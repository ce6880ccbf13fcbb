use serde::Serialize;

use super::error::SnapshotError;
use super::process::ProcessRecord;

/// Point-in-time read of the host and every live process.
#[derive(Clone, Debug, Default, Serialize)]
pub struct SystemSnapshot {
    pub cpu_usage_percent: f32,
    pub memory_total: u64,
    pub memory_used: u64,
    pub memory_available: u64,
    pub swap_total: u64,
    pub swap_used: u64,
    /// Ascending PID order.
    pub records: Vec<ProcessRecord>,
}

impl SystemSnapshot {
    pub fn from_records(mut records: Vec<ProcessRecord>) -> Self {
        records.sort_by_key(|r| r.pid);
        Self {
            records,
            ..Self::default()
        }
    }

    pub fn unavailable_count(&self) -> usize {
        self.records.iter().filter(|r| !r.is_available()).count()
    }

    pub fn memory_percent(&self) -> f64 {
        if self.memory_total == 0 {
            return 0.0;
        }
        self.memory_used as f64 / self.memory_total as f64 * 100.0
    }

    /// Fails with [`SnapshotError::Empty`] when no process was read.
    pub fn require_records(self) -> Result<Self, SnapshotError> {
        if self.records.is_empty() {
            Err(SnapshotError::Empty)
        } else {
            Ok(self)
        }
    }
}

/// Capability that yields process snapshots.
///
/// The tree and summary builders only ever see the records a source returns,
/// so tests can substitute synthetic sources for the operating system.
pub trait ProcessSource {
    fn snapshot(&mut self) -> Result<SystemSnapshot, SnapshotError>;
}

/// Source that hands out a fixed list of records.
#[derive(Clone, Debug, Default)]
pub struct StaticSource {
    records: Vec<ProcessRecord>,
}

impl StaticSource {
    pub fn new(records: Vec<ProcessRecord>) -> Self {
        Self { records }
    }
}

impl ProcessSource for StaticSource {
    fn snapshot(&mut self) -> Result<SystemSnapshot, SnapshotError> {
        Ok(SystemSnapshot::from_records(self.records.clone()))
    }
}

----------------------------------------

**Your assignment:**
Precisely the line with "Ok(SystemSnapshot::from_records(self.records.clone()))" and the lines after it, up to the last line of the entries above, are to be reproduced, and nothing more.

**Answer section:**
        Ok(SystemSnapshot::from_records(self.records.clone()))
    }
}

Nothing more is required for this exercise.